▶ Your instructions
Across the entries below, work out how many lines contain "lower". Please give the number only.

▶ Data extract
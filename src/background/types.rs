use crate::error::{PipelineError, Result};
use image::{GrayImage, Luma, RgbImage};
use std::fmt;

/// Captured color frame, 3 channels of 8 bits
pub type Frame = RgbImage;

/// Binary classification per pixel: `FOREGROUND` for moving content, `BACKGROUND` otherwise
/// Dimensions match the frame it was computed from
pub type ForegroundMask = GrayImage;

pub const FOREGROUND: u8 = 255;
pub const BACKGROUND: u8 = 0;

/// Available background model variants
#[derive(Debug, Clone, Copy, PartialEq, Eq, Hash, clap::ValueEnum)]
pub enum ModelKind {
    /// Per-pixel mixture of Gaussians
    #[value(name = "mog2")]
    Mixture,
    /// Per-pixel history of samples with a nearest-neighbor density test
    #[value(name = "knn")]
    Neighbor,
}

impl fmt::Display for ModelKind {
    fn fmt(&self, f: &mut fmt::Formatter<'_>) -> fmt::Result {
        match self {
            ModelKind::Mixture => f.write_str("mog2"),
            ModelKind::Neighbor => f.write_str("knn"),
        }
    }
}

/// Trait for background models
/// Each implementation owns its per-pixel state, so models never interfere with each other
pub trait BackgroundModel {
    fn kind(&self) -> ModelKind;

    /// Dimensions the per-pixel state was built for, `None` before the first frame
    fn dimensions(&self) -> Option<(u32, u32)>;

    /// Discard any state and seed it from `frame`
    fn initialize(&mut self, frame: &Frame);

    /// Classify `frame` against the learned background and learn from it
    ///
    /// Only called when `frame` matches `dimensions()`.
    fn classify(&mut self, frame: &Frame) -> ForegroundMask;

    /// Forget everything learned so far
    ///
    /// The next frame is treated as a cold start.
    fn reset_state(&mut self);

    /// Check that `frame` fits the current state
    fn check_dimensions(&self, frame: &Frame) -> Result<()> {
        match self.dimensions() {
            Some(expected) if expected != frame.dimensions() => {
                Err(PipelineError::DimensionMismatch {
                    expected,
                    actual: frame.dimensions(),
                })
            }
            _ => Ok(()),
        }
    }

    /// Update the model with `frame` and return its foreground mask
    ///
    /// A cold start or a size change seeds fresh state from the frame and
    /// reports an empty scene for that frame.
    fn apply(&mut self, frame: &Frame) -> ForegroundMask {
        let (width, height) = frame.dimensions();

        if let Err(err) = self.check_dimensions(frame) {
            tracing::warn!(model = %self.kind(), "{}; reinitializing background state", err);
            self.initialize(frame);
            return empty_mask(width, height);
        }

        if self.dimensions().is_none() {
            tracing::debug!(model = %self.kind(), "Seeding background state at {}x{}", width, height);
            self.initialize(frame);
            return empty_mask(width, height);
        }

        self.classify(frame)
    }
}

pub fn empty_mask(width: u32, height: u32) -> ForegroundMask {
    GrayImage::from_pixel(width, height, Luma([BACKGROUND]))
}

/// Number of foreground pixels in a mask
pub fn foreground_count(mask: &ForegroundMask) -> usize {
    mask.pixels().filter(|p| p[0] != BACKGROUND).count()
}

/// Squared euclidean distance between two RGB samples
#[inline]
pub(crate) fn distance2(a: [f32; 3], b: [f32; 3]) -> f32 {
    let d0 = a[0] - b[0];
    let d1 = a[1] - b[1];
    let d2 = a[2] - b[2];
    d0 * d0 + d1 * d1 + d2 * d2
}

#[inline]
pub(crate) fn to_sample(pixel: &image::Rgb<u8>) -> [f32; 3] {
    [pixel[0] as f32, pixel[1] as f32, pixel[2] as f32]
}
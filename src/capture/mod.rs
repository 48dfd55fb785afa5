mod sequence;
#[cfg(feature = "camera")]
mod v4l_capture;

pub use sequence::ImageSequenceSource;
#[cfg(feature = "camera")]
pub use v4l_capture::WebcamCapture;

use crate::background::Frame;
use crate::error::Result;
use std::ops::{Deref, DerefMut};
use std::path::PathBuf;

/// Trait for frame sources
pub trait CaptureSource {
    /// Read the next frame, `None` once the stream is exhausted
    fn read_frame(&mut self) -> Result<Option<Frame>>;

    /// Release the underlying device or files
    ///
    /// Must be safe to call more than once.
    fn release(&mut self);

    /// Human readable name for logs
    fn describe(&self) -> String;
}

impl<C: CaptureSource + ?Sized> CaptureSource for Box<C> {
    fn read_frame(&mut self) -> Result<Option<Frame>> {
        (**self).read_frame()
    }

    fn release(&mut self) {
        (**self).release()
    }

    fn describe(&self) -> String {
        (**self).describe()
    }
}

/// Where frames come from
#[derive(Debug, Clone, PartialEq, Eq)]
pub enum SourceSpec {
    /// Live camera by device index
    Camera(u32),
    /// Still frames on disk
    File(PathBuf),
}

/// Open the requested frame source
pub fn open_source(source: &SourceSpec) -> Result<Box<dyn CaptureSource>> {
    match source {
        SourceSpec::File(path) => Ok(Box::new(ImageSequenceSource::open(path)?)),
        #[cfg(feature = "camera")]
        SourceSpec::Camera(index) => Ok(Box::new(WebcamCapture::new(*index)?)),
        #[cfg(not(feature = "camera"))]
        SourceSpec::Camera(index) => Err(crate::error::PipelineError::SourceUnavailable {
            source_name: format!("camera {}", index),
            reason: "built without the `camera` feature".into(),
        }),
    }
}

/// Owns a capture source and releases it when dropped
///
/// Release happens on every exit path of the frame loop, including errors.
pub struct ScopedCapture<C: CaptureSource> {
    source: C,
    released: bool,
}

impl<C: CaptureSource> ScopedCapture<C> {
    pub fn new(source: C) -> Self {
        Self {
            source,
            released: false,
        }
    }

    /// Release the source now instead of on drop
    pub fn release(&mut self) {
        if !self.released {
            tracing::debug!("Releasing capture source {}", self.source.describe());
            self.source.release();
            self.released = true;
        }
    }
}

impl<C: CaptureSource> Deref for ScopedCapture<C> {
    type Target = C;

    fn deref(&self) -> &C {
        &self.source
    }
}

impl<C: CaptureSource> DerefMut for ScopedCapture<C> {
    fn deref_mut(&mut self) -> &mut C {
        &mut self.source
    }
}

impl<C: CaptureSource> Drop for ScopedCapture<C> {
    fn drop(&mut self) {
        self.release();
    }
}
use image::{Rgb, RgbImage};
use imageproc::drawing::{draw_filled_rect_mut, draw_line_segment_mut};
use imageproc::rect::Rect;

const LABEL_BACKGROUND: Rgb<u8> = Rgb([0xd3, 0xd3, 0xd3]);
const INK: Rgb<u8> = Rgb([0, 0, 0]);

/// Label box corners, inclusive
const LABEL_TOP_LEFT: (i32, i32) = (10, 2);
const LABEL_BOTTOM_RIGHT: (i32, i32) = (100, 20);
const TEXT_ORIGIN: (f32, f32) = (15.0, 5.0);

const DIGIT_WIDTH: f32 = 6.0;
const DIGIT_HEIGHT: f32 = 10.0;
const DIGIT_ADVANCE: f32 = 9.0;

/// Seven-segment strokes as fractions of the digit box: (x0, y0, x1, y1)
const SEGMENTS: [(f32, f32, f32, f32); 7] = [
    (0.0, 0.0, 1.0, 0.0), // top
    (1.0, 0.0, 1.0, 0.5), // upper right
    (1.0, 0.5, 1.0, 1.0), // lower right
    (0.0, 1.0, 1.0, 1.0), // bottom
    (0.0, 0.5, 0.0, 1.0), // lower left
    (0.0, 0.0, 0.0, 0.5), // upper left
    (0.0, 0.5, 1.0, 0.5), // middle
];

/// Lit segments per digit, bit `i` selects `SEGMENTS[i]`
const DIGITS: [u8; 10] = [
    0b011_1111, 0b000_0110, 0b101_1011, 0b100_1111, 0b110_0110, 0b110_1101, 0b111_1101,
    0b000_0111, 0b111_1111, 0b110_1111,
];

/// Write the frame number onto a light label in the top-left corner
///
/// Anything outside the image is clipped.
pub fn stamp_frame_number(image: &mut RgbImage, frame: u64) {
    let (left, top) = LABEL_TOP_LEFT;
    let (right, bottom) = LABEL_BOTTOM_RIGHT;
    let label = Rect::at(left, top).of_size((right - left + 1) as u32, (bottom - top + 1) as u32);
    draw_filled_rect_mut(image, label, LABEL_BACKGROUND);

    let (mut x, y) = TEXT_ORIGIN;
    for digit in frame.to_string().bytes().map(|b| (b - b'0') as usize) {
        for (i, &(x0, y0, x1, y1)) in SEGMENTS.iter().enumerate() {
            if DIGITS[digit] & (1 << i) != 0 {
                draw_line_segment_mut(
                    image,
                    (x + x0 * DIGIT_WIDTH, y + y0 * DIGIT_HEIGHT),
                    (x + x1 * DIGIT_WIDTH, y + y1 * DIGIT_HEIGHT),
                    INK,
                );
            }
        }
        x += DIGIT_ADVANCE;
    }
}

▶ Response box
2